STATEMENT FROM EXTINCTION REBELLION: PHILIP HAMMOND’S LETTER TO THERESA MAY - Extinction Rebellion UK

STATEMENT FROM EXTINCTION REBELLION: PHILIP HAMMOND’S LETTER TO THERESA MAY

We cannot go on talking about the price of transitioning to a carbon free economy in solely monetary terms. We need to talk about the true cost of inaction on the climate and ecological emergency: whether our children get to live into old age. Isn’t protecting them worth everything we’ve got?

Isn’t life on Earth worth more than all the money in the banks? Remember back in 2011 the Eurozone bailout fund for the banks was 1 trillion euros. [1]

Yes it will be expensive but the monetary cost pales in comparison to the price of firefighting the environmental and social catastrophes that will become ever more frequent if we do not act now. We will pay for delay with the lives and livelihoods of countless millions.
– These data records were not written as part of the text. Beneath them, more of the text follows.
//! Facade exposing one async call per logical dataset.

use chrono::NaiveDate;
use log::info;

use crate::config::GatewayConfig;
use crate::context::GatewayContext;
use crate::errors::GatewayError;
use crate::models::{
    BondPrice, BondRates, Fetched, MacroObservation, MacroRates, NewsArticle, Quote, Sourced,
};
use crate::provider::{
    AlphaVantageClient, BondPricingClient, FiscalDataClient, FredClient, NewsApiClient,
};
use crate::resilience::settle_all;

/// Entry point used by controllers.
///
/// Errors from provider clients are returned unchanged; the gateway never
/// retries.
pub struct Gateway {
    context: GatewayContext,
    quotes: AlphaVantageClient,
    fred: FredClient,
    news: NewsApiClient,
    fiscal: FiscalDataClient,
    bond_pricing: BondPricingClient,
}

impl Gateway {
    pub fn new(context: GatewayContext) -> Self {
        info!(
            "Gateway ready: {} quote key(s), FRED {}, NewsAPI {}, bond pricing {}",
            context.quote_keys.len(),
            enabled(context.config.fred_api_key.is_some()),
            enabled(context.config.news_api_key.is_some()),
            enabled(context.bond_pricing_tokens.is_some()),
        );

        Self {
            quotes: AlphaVantageClient::new(&context),
            fred: FredClient::new(&context),
            news: NewsApiClient::new(&context),
            fiscal: FiscalDataClient::new(&context),
            bond_pricing: BondPricingClient::new(&context),
            context,
        }
    }

    pub fn from_config(config: GatewayConfig) -> Result<Self, GatewayError> {
        Ok(Self::new(GatewayContext::new(config)?))
    }

    pub fn context(&self) -> &GatewayContext {
        &self.context
    }

    pub async fn quote(&self, symbol: &str) -> Result<Fetched<Quote>, GatewayError> {
        self.quotes.quote(symbol).await
    }

    /// Latest value of one macro series.
    pub async fn macro_series(
        &self,
        series_id: &str,
    ) -> Result<Fetched<MacroObservation>, GatewayError> {
        self.fred.latest(series_id).await
    }

    pub async fn macro_history(
        &self,
        series_id: &str,
        start: Option<NaiveDate>,
        end: Option<NaiveDate>,
    ) -> Result<Fetched<Vec<MacroObservation>>, GatewayError> {
        self.fred.history(series_id, start, end).await
    }

    /// Latest value of every configured macro series, fetched concurrently.
    ///
    /// Never fails: a series whose fetch failed is reported as `None`. The
    /// bundle counts as cached only when every series that produced a value
    /// was served from cache.
    pub async fn macro_rates(&self) -> Fetched<MacroRates> {
        let branches: Vec<_> = self
            .context
            .config
            .macro_series
            .iter()
            .map(|id| (id.clone(), self.fred.latest(id)))
            .collect();

        let settled = settle_all(branches).await;

        let present: Vec<bool> = settled
            .iter()
            .filter_map(|(_, outcome)| outcome.as_ref().map(|f| f.from_cache))
            .collect();
        let from_cache = !present.is_empty() && present.iter().all(|cached| *cached);

        let rates = settled
            .into_iter()
            .map(|(id, outcome)| (id, outcome.map(|f| f.data)))
            .collect();

        Fetched {
            data: MacroRates { rates },
            from_cache,
        }
    }

    pub async fn news(
        &self,
        query: &str,
        limit: u32,
    ) -> Result<Fetched<Vec<NewsArticle>>, GatewayError> {
        self.news.search(query, limit).await
    }

    /// Average Treasury rates from the first source in the fallback chain that
    /// answers.
    pub async fn bond_rates(&self) -> Result<Fetched<Sourced<BondRates>>, GatewayError> {
        self.fiscal.average_rates().await
    }

    pub async fn bond_price(&self, isin: &str) -> Result<Fetched<BondPrice>, GatewayError> {
        self.bond_pricing.price(isin).await
    }

    /// Drop expired cache entries across every dataset.
    pub fn purge_expired(&self) -> usize {
        self.context.caches.purge_expired()
    }
}

fn enabled(flag: bool) -> &'static str {
    if flag {
        "enabled"
    } else {
        "disabled"
    }
}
Aiming for 2050 would condemn us to a devastating future of hunger and social collapse, we must act now: 2050 is too late. We need a mobilisation of and for society, plus a redesign of the economy, the likes of which the UK has not seen since the Second World War and we need it to be guided by a Citizens’ Assembly made up of people from all over the country.

We should have done this a long time ago when the people from island nations and the poorest parts of the world started telling us something was badly wrong. We didn’t, but we can still choose to do the right thing and act decisively now. The UK can be an example of doing what is necessary, not what is ‘feasible’. This is a time for leadership and for thinking big.
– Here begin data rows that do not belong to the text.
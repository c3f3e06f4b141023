use std::sync::Arc;

use axum::{
    extract::{Path, State},
    Json,
};
use marketdesk_gateway::models::Quote;

use crate::{error::ApiResult, main_lib::AppState, models::Envelope};

/// Latest quote for one symbol.
pub async fn get_quote(
    State(state): State<Arc<AppState>>,
    Path(symbol): Path<String>,
) -> ApiResult<Json<Envelope<Quote>>> {
    let quote = state.gateway.quote(&symbol).await?;
    Ok(Json(quote.into()))
}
There is another side to this discussion of costs and disruptions to the economy: all that we stand to gain from stepping up to tackle this emergency. Thousands of jobs could be created that could revive deindustrialised parts of the UK. Rewilding and sustainable agriculture projects could begin to pull our ecosystem back from the brink. Thousands of lives could be saved as a result of breathing clean air, leading to reduced cost to the NHS.

Think of the time when we can tell our children: yes, the situation is bad, but we are giving it everything we’ve got because the world matters, because life matters, because you matter.

Extinction Rebellion Legal Strategy Coordinator Tim Crossland says:

“The country’s leading economists (such as Mark Carney, the Governor of the Bank of England, and Lord Stern, former Chief Economist to the World Bank) have continually emphasised that the costs of delayed action vastly outweigh the cost of action that is taken in time. The Environment Agency has highlighted the risk of a collapse in property prices as flood risk makes more and more property uninsurable.

“We’re in a climate emergency and approaching an economic (as well as climatic and political) tipping point. If we don’t act as if the emergency is real, £1 trillion will soon cease to have any meaning at all. Once the costs of climate damage  exceed economic growth we face economic collapse and mass starvation. The Chancellor’s attempted procrastination is criminally irresponsible and economically illiterate.”

Extinction Rebellion Political Strategy Co-coordinator Jamie Kelsey Fry says:

“Philip Hammond is exhibiting the fact that the current political and economic system does not have the capacity to address the existential threat of the climate and ecological emergency we are facing. This indicates that the third demand of Extinction Rebellion is increasingly necessary.”

Extinction Rebellion Political Strategy Co-cordinator Sarah Lunnon says:

“Our current system of oppositional politics means governments find themselves unable to take the radical action required to address the twin emergencies of global heating and ecological collapse. Governments judge the risk of the Opposition using the change for political gain to be too great. A Citizens’ Assembly provides us, the people, with a way to request radical change, and a request from the people gives a legitimacy to government to act, and allows for cross party support. To carry on failing to act is no longer an option. Time for a Citizens’ Assembly.”
[1] https://www.bbc.co.uk/news/magazine-15478580




Notes to editors

About Extinction Rebellion:

Time has almost entirely run out to address the ecological crisis which is upon us, including the 6th mass species extinction, global pollution, and abrupt, runaway climate change. Societal collapse and mass death are seen as inevitable by scientists and other credible voices, with human extinction also a possibility, if rapid action is not taken.

Extinction Rebellion believes it is a citizen’s duty to rebel, using peaceful civil disobedience, when faced with criminal inactivity by their Government.

Extinction Rebellion’s key demands are:

  1. Government must tell the truth by declaring a climate and ecological emergency, working with other institutions to communicate the urgency for change.
  2. Government must act now to halt biodiversity loss and reduce greenhouse gas emissions to net zero by 2025.
  3. Government must create and be led by the decisions of a Citizens’ Assembly on climate and ecological justice.